Die von der neuen Bundesregierung angefachte Diskussion um überlange Wartezeiten für Patienten ist noch in vollem Gange. Währenddessen hat die Kassenärztliche Vereinigung Bayerns (KVB) einmal das Verhalten der Patienten genauer unter die Lupe genommen.
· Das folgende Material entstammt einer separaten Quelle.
//! The analysis engine capability.
//!
//! The pipeline only talks to engines through [`AnalysisEngine`], and only
//! creates them through an [`EngineFactory`]. [`crate::process::UciProcess`]
//! is the implementation backed by an external UCI binary; tests plug in
//! scripted engines.

use crate::config::LimitProfile;
use crate::evaluation::Evaluation;
use crate::sequence::Position;
use async_trait::async_trait;
use std::time::Duration;
use thiserror::Error;
use tokio_util::sync::CancellationToken;

/// Errors that can occur when working with analysis engines.
#[derive(Error, Debug, Clone, PartialEq, Eq)]
pub enum EngineError {
    /// The engine could not be started or did not complete the handshake.
    #[error("Engine unavailable: {0}")]
    Unavailable(String),
    /// The engine died, closed its pipes, or wrote malformed output.
    #[error("Engine crashed: {0}")]
    Crashed(String),
    /// The search did not finish within its budget plus the grace period.
    #[error("Engine timed out after {budget_ms}ms")]
    Timeout { budget_ms: u64 },
    /// The call was interrupted by cancellation or shutdown.
    #[error("analysis cancelled")]
    Cancelled,
    /// Every engine slot is gone, or the pool has been shut down.
    #[error("Engine pool closed")]
    PoolClosed,
}

impl EngineError {
    /// Whether the same request may succeed on a fresh engine.
    pub fn is_retryable(&self) -> bool {
        matches!(self, EngineError::Crashed(_) | EngineError::Timeout { .. })
    }
}

/// One engine instance that evaluates positions, one call at a time.
#[async_trait]
pub trait AnalysisEngine: Send {
    /// Identification reported by the engine.
    fn name(&self) -> &str;

    /// Evaluates a position under the given limit.
    ///
    /// The returned score is relative to the side to move. Errors leave the
    /// engine unhealthy unless they are [`EngineError::Cancelled`] before
    /// any command was sent.
    async fn evaluate(
        &mut self,
        position: &Position,
        limit: &LimitProfile,
    ) -> Result<Evaluation, EngineError>;

    /// False once the engine must not be used again.
    fn is_healthy(&self) -> bool;

    /// Stops the engine, waiting at most `grace` for a clean exit.
    async fn shutdown(self: Box<Self>, grace: Duration);
}

/// Creates engines for pool slots.
#[async_trait]
pub trait EngineFactory: Send + Sync {
    /// Starts the engine for `slot`. Engines should abandon in-flight work
    /// once `shutdown` is cancelled.
    async fn spawn(
        &self,
        slot: usize,
        shutdown: CancellationToken,
    ) -> Result<Box<dyn AnalysisEngine>, EngineError>;
}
Eine Umfrage unter niedergelassenen Ärzten und Psychotherapeuten ergab, dass auch unzuverlässige Patienten dazu beitragen, dass in den Praxen ein hoher Zeitdruck herrscht und unnötige Wartezeiten entstehen können.

Was die Termintreue ihrer Patienten betrifft, falle das Stimmungsbild unter den Ärzten eher betrüblich aus, so die KVB. Rund ein Drittel der fast 400 Praxen, die an der Umfrage teilgenommen hatten, berichtete von 5 bis 10 % an Terminen pro Woche, die von Patienten trotz Vereinbarung nicht wahrgenommen werden. Fast jeder fünfte Arzt oder Psychotherapeut sprach gar von 10 bis 15 % solcher Terminausfälle.

Patienten sagen selten ab

Erschwerend komme hinzu, dass mehr als die Hälfte der Patienten, die einen Termin nicht wahrnehmen, in der Praxis nicht absagen.
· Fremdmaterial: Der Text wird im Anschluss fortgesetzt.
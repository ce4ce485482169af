//! Games as immutable move sequences.
//!
//! A [`MoveSequence`] is built once from a [`GameRecord`] and only read
//! afterwards. It holds `n + 1` positions for `n` played moves: the starting
//! position followed by the position after each move.

use chess_core::{Color, FenError, FenParser, Material};
use serde::{Deserialize, Serialize};
use thiserror::Error;

/// A FEN string that could not be turned into a [`Position`].
#[derive(Debug, Error, Clone, PartialEq, Eq)]
#[error("invalid position '{fen}': {source}")]
pub struct PositionError {
    pub fen: String,
    #[source]
    pub source: FenError,
}

/// Reasons a game record cannot become a [`MoveSequence`].
#[derive(Debug, Error, Clone, PartialEq, Eq)]
pub enum SequenceError {
    #[error("game '{game}': invalid start position: {source}")]
    InvalidStart {
        game: String,
        #[source]
        source: PositionError,
    },

    #[error("game '{game}', ply {ply}: {source}")]
    InvalidPosition {
        game: String,
        ply: usize,
        #[source]
        source: PositionError,
    },

    #[error("game '{game}', ply {ply}: '{notation}' is not a UCI move")]
    InvalidMove {
        game: String,
        ply: usize,
        notation: String,
    },

    #[error("game '{game}', ply {ply}: {expected} should be to move after the move, found {found}")]
    SideToMove {
        game: String,
        ply: usize,
        expected: Color,
        found: Color,
    },
}

/// A board state identified by its fingerprint.
#[derive(Debug, Clone, PartialEq, Eq)]
pub struct Position {
    fen: String,
    fingerprint: String,
    side_to_move: Color,
    fullmove_number: u32,
    material: Material,
}

impl Position {
    /// Parses a position from FEN. Four-field (EPD style) input is accepted
    /// and normalized to six fields.
    pub fn from_fen(fen: &str) -> Result<Self, PositionError> {
        let parsed = FenParser::parse(fen).map_err(|source| PositionError {
            fen: fen.to_string(),
            source,
        })?;
        Ok(Self {
            fen: parsed.to_fen(),
            fingerprint: parsed.fingerprint(),
            side_to_move: parsed.active_color,
            fullmove_number: parsed.fullmove_number,
            material: parsed.material(),
        })
    }

    /// The standard starting position.
    pub fn startpos() -> Self {
        let parsed = FenParser::default();
        Self {
            fen: parsed.to_fen(),
            fingerprint: parsed.fingerprint(),
            side_to_move: parsed.active_color,
            fullmove_number: parsed.fullmove_number,
            material: parsed.material(),
        }
    }

    /// Full six-field FEN, as sent to engines.
    pub fn fen(&self) -> &str {
        &self.fen
    }

    /// Canonical identity of the position (the first five FEN fields).
    pub fn fingerprint(&self) -> &str {
        &self.fingerprint
    }

    pub fn side_to_move(&self) -> Color {
        self.side_to_move
    }

    pub fn fullmove_number(&self) -> u32 {
        self.fullmove_number
    }

    pub fn material(&self) -> &Material {
        &self.material
    }
}

/// One move of a game, as played.
#[derive(Debug, Clone, PartialEq, Eq, Serialize, Deserialize)]
pub struct PlayedMove {
    /// Zero-based index of the move within the game.
    pub ply: usize,
    /// Full-move number of the position the move was played from.
    pub move_number: u32,
    /// Player who made the move.
    pub color: Color,
    /// Long algebraic notation (e.g. "e2e4", "e7e8q").
    pub uci: String,
    /// Standard algebraic notation, when the record carried it.
    #[serde(default, skip_serializing_if = "Option::is_none")]
    pub san: Option<String>,
}

/// A single ply in a [`GameRecord`].
#[derive(Debug, Clone, PartialEq, Eq, Serialize, Deserialize)]
pub struct PlyRecord {
    /// The move in UCI notation.
    pub uci: String,
    /// The move in SAN, if known.
    #[serde(default, skip_serializing_if = "Option::is_none")]
    pub san: Option<String>,
    /// Position after the move.
    pub fen: String,
}

/// An already-parsed game as handed over by the ingestion side.
#[derive(Debug, Clone, PartialEq, Eq, Serialize, Deserialize)]
pub struct GameRecord {
    pub id: String,
    #[serde(default)]
    pub white: String,
    #[serde(default)]
    pub black: String,
    /// Starting position; the standard one when absent.
    #[serde(default, skip_serializing_if = "Option::is_none")]
    pub start_fen: Option<String>,
    pub moves: Vec<PlyRecord>,
}

/// An immutable game: positions plus the moves connecting them.
#[derive(Debug, Clone, PartialEq, Eq)]
pub struct MoveSequence {
    id: String,
    white: String,
    black: String,
    positions: Vec<Position>,
    moves: Vec<PlayedMove>,
}

impl MoveSequence {
    /// Validates a record and builds the sequence.
    ///
    /// Every FEN must parse, every move must look like UCI notation, and the
    /// side to move must alternate. Move legality is the ingestion side's
    /// responsibility and is not re-checked here.
    pub fn from_record(record: GameRecord) -> Result<Self, SequenceError> {
        let GameRecord {
            id,
            white,
            black,
            start_fen,
            moves: plies,
        } = record;

        let start = match start_fen {
            Some(fen) => Position::from_fen(&fen).map_err(|source| SequenceError::InvalidStart {
                game: id.clone(),
                source,
            })?,
            None => Position::startpos(),
        };

        let mut positions = Vec::with_capacity(plies.len() + 1);
        let mut moves = Vec::with_capacity(plies.len());
        positions.push(start);

        for (ply, record) in plies.into_iter().enumerate() {
            if !is_uci_move(&record.uci) {
                return Err(SequenceError::InvalidMove {
                    game: id,
                    ply,
                    notation: record.uci,
                });
            }

            let after =
                Position::from_fen(&record.fen).map_err(|source| SequenceError::InvalidPosition {
                    game: id.clone(),
                    ply,
                    source,
                })?;

            let (mover, move_number) = match positions.last() {
                Some(before) => (before.side_to_move(), before.fullmove_number()),
                None => (Color::White, 1),
            };
            if after.side_to_move() != mover.opposite() {
                return Err(SequenceError::SideToMove {
                    game: id,
                    ply,
                    expected: mover.opposite(),
                    found: after.side_to_move(),
                });
            }

            moves.push(PlayedMove {
                ply,
                move_number,
                color: mover,
                uci: record.uci,
                san: record.san,
            });
            positions.push(after);
        }

        Ok(Self {
            id,
            white,
            black,
            positions,
            moves,
        })
    }

    pub fn id(&self) -> &str {
        &self.id
    }

    pub fn white(&self) -> &str {
        &self.white
    }

    pub fn black(&self) -> &str {
        &self.black
    }

    /// Name of the player with the given color.
    pub fn player(&self, color: Color) -> &str {
        match color {
            Color::White => &self.white,
            Color::Black => &self.black,
        }
    }

    /// All positions, starting position first.
    pub fn positions(&self) -> &[Position] {
        &self.positions
    }

    pub fn moves(&self) -> &[PlayedMove] {
        &self.moves
    }

    /// The position before the first move.
    pub fn initial_position(&self) -> &Position {
        // Construction always pushes the start position.
        &self.positions[0]
    }

    /// Each move with the positions before and after it.
    pub fn plies(&self) -> impl Iterator<Item = (&PlayedMove, &Position, &Position)> {
        self.moves
            .iter()
            .zip(self.positions.windows(2))
            .map(|(mv, pair)| (mv, &pair[0], &pair[1]))
    }

    /// Number of moves played.
    pub fn len(&self) -> usize {
        self.moves.len()
    }

    pub fn is_empty(&self) -> bool {
        self.moves.is_empty()
    }
}

impl TryFrom<GameRecord> for MoveSequence {
    type Error = SequenceError;

    fn try_from(record: GameRecord) -> Result<Self, Self::Error> {
        Self::from_record(record)
    }
}

fn is_uci_move(notation: &str) -> bool {
    let bytes = notation.as_bytes();
    let square =
        |file: u8, rank: u8| (b'a'..=b'h').contains(&file) && (b'1'..=b'8').contains(&rank);
    match bytes.len() {
        4 => square(bytes[0], bytes[1]) && square(bytes[2], bytes[3]),
        5 => {
            square(bytes[0], bytes[1])
                && square(bytes[2], bytes[3])
                && matches!(bytes[4], b'q' | b'r' | b'b' | b'n')
        }
        _ => false,
    }
}

#[cfg(test)]
mod tests {
    use super::*;

    const AFTER_E4: &str = "rnbqkbnr/pppppppp/8/8/4P3/8/PPPP1PPP/RNBQKBNR b KQkq e3 0 1";
    const AFTER_E5: &str = "rnbqkbnr/pppp1ppp/8/4p3/4P3/8/PPPP1PPP/RNBQKBNR w KQkq e6 0 2";

    fn ply(uci: &str, fen: &str) -> PlyRecord {
        PlyRecord {
            uci: uci.to_string(),
            san: None,
            fen: fen.to_string(),
        }
    }

    fn record(moves: Vec<PlyRecord>) -> GameRecord {
        GameRecord {
            id: "g1".to_string(),
            white: "alice".to_string(),
            black: "bob".to_string(),
            start_fen: None,
            moves,
        }
    }

    #[test]
    fn builds_sequence_from_record() {
        let sequence =
            MoveSequence::from_record(record(vec![ply("e2e4", AFTER_E4), ply("e7e5", AFTER_E5)]))
                .unwrap();

        assert_eq!(sequence.len(), 2);
        assert_eq!(sequence.positions().len(), 3);
        assert_eq!(sequence.initial_position(), &Position::startpos());

        let moves = sequence.moves();
        assert_eq!(moves[0].color, Color::White);
        assert_eq!(moves[0].move_number, 1);
        assert_eq!(moves[1].color, Color::Black);
        assert_eq!(moves[1].move_number, 1);
        assert_eq!(moves[1].ply, 1);
        assert_eq!(sequence.player(Color::Black), "bob");
    }

    #[test]
    fn plies_pair_positions() {
        let sequence =
            MoveSequence::from_record(record(vec![ply("e2e4", AFTER_E4), ply("e7e5", AFTER_E5)]))
                .unwrap();
        let plies: Vec<_> = sequence.plies().collect();
        assert_eq!(plies.len(), 2);
        assert_eq!(plies[0].1.side_to_move(), Color::White);
        assert_eq!(plies[0].2.fen(), AFTER_E4);
        assert_eq!(plies[1].2.fullmove_number(), 2);
    }

    #[test]
    fn fingerprint_ignores_fullmove_number() {
        let a = Position::from_fen("8/8/4k3/8/8/4K3/8/8 w - - 4 30").unwrap();
        let b = Position::from_fen("8/8/4k3/8/8/4K3/8/8 w - - 4 61").unwrap();
        let c = Position::from_fen("8/8/4k3/8/8/4K3/8/8 w - - 5 30").unwrap();
        assert_eq!(a.fingerprint(), b.fingerprint());
        assert_ne!(a.fingerprint(), c.fingerprint());
    }

    #[test]
    fn epd_style_fen_is_normalized() {
        let position = Position::from_fen("8/8/4k3/8/8/4K3/8/8 b - -").unwrap();
        assert_eq!(position.fen(), "8/8/4k3/8/8/4K3/8/8 b - - 0 1");
        assert_eq!(position.side_to_move(), Color::Black);
    }

    #[test]
    fn rejects_bad_fen() {
        let err = MoveSequence::from_record(record(vec![ply("e2e4", "not a fen")])).unwrap_err();
        assert!(matches!(err, SequenceError::InvalidPosition { ply: 0, .. }));
    }

    #[test]
    fn rejects_bad_start_fen() {
        let mut game = record(vec![]);
        game.start_fen = Some("8/8/8 w - - 0 1".to_string());
        let err = MoveSequence::from_record(game).unwrap_err();
        assert!(matches!(err, SequenceError::InvalidStart { .. }));
    }

    #[test]
    fn rejects_non_alternating_sides() {
        let err =
            MoveSequence::from_record(record(vec![ply("e2e4", AFTER_E4), ply("e7e5", AFTER_E4)]))
                .unwrap_err();
        assert_eq!(
            err,
            SequenceError::SideToMove {
                game: "g1".to_string(),
                ply: 1,
                expected: Color::White,
                found: Color::Black,
            }
        );
    }

    #[test]
    fn rejects_malformed_moves() {
        for notation in ["", "e2", "e2e9", "0000", "e7e8k", "Nf3"] {
            let err = MoveSequence::from_record(record(vec![ply(notation, AFTER_E4)])).unwrap_err();
            assert!(
                matches!(err, SequenceError::InvalidMove { .. }),
                "{} accepted",
                notation
            );
        }
        assert!(is_uci_move("e7e8q"));
    }

    #[test]
    fn empty_game_has_only_the_start() {
        let sequence = MoveSequence::from_record(record(vec![])).unwrap();
        assert!(sequence.is_empty());
        assert_eq!(sequence.positions().len(), 1);
        assert_eq!(sequence.plies().count(), 0);
    }

    #[test]
    fn record_deserializes_with_defaults() {
        let json = r#"{"id":"x","moves":[{"uci":"e2e4","fen":"rnbqkbnr/pppppppp/8/8/4P3/8/PPPP1PPP/RNBQKBNR b KQkq e3 0 1"}]}"#;
        let game: GameRecord = serde_json::from_str(json).unwrap();
        assert_eq!(game.white, "");
        assert_eq!(game.start_fen, None);
        assert_eq!(game.moves[0].san, None);
        assert!(MoveSequence::try_from(game).is_ok());
    }
}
Gerade bei reinen Bestellpraxen oder auch bei aufwendigeren Untersuchungen sei dies für die Kolleginnen und Kollegen ein gravierendes Problem, beklagt die KVB. Einen solchen Ausfall könnten nur die Ärzte kompensieren, die ihre Praxis überwiegend als offene Sprechstunde organisiert haben. In reinen Bestellpraxen hingegen führe die mangelnde Termintreue der Patienten zu Ausfallzeiten und einem echten Honorarverlust. Gleichzeitig würden die Wartezeiten für andere Patienten auf diese Weise künstlich verlängert.

Privatpatienten halten Termine eher ein

Interessant ist ein Blick auf die Kommentare, die von den teilnehmenden Ärzten abgegeben wurden. Demnach tritt das Problem der Terminuntreue vornehmlich bei gesetzlich versicherten Patienten auf, bei Privatpatienten käme so etwas hingegen kaum vor. Bei Neupatienten nähmen bis zu 40 % ihren Ersttermin nicht wahr, wenn man sie nicht einige Tage vorher telefonisch aktiv daran erinnere. Jüngere Patienten neigten zudem häufiger zu Terminuntreue als ältere.Einen nicht unbeträchtlichen Einfluss auf das Einhalten von Arztterminen scheint auch das Wetter zu haben, wie einige Kommentare nahelegen. So sei schönes Wetter im Frühjahr, Sommer und Herbst ein echter Terminkiller. Im Winter hingegen lässt extrem schlechtes und winterliches Wetter die Patienten lieber zu Hause bleiben. Und manchmal ist es auch einfach nur ein dringender Termin beim Friseur, der einem Arztbesuch den Rang abläuft.

Terminvergabestelle brächte unnötige Bürokratie

Der Vorstand der KVB nutzt die Ergebnisse der Umfrage nicht zuletzt auch als willkommenen Anlass, der Forderung der Politik nach einer Vier-Wochen-Frist für Facharzttermine eine Absage zu erteilen. Eine neue Bürokratiehürde durch eine sogenannte Terminvermittlungsstelle, etwa bei den Krankenkassen, sei deshalb überflüssig. Zudem seien Ärzte und Psychotherapeuten keine Angestellten der Kassen. Wer dringend einen Facharzttermin benötige, der bekomme diesen auch – insbesondere, wenn der Hausarzt selbst bei dem Kollegen nachfrage. Dies sei seit vielen Jahrzehnten gelebte Praxis in Deutschland.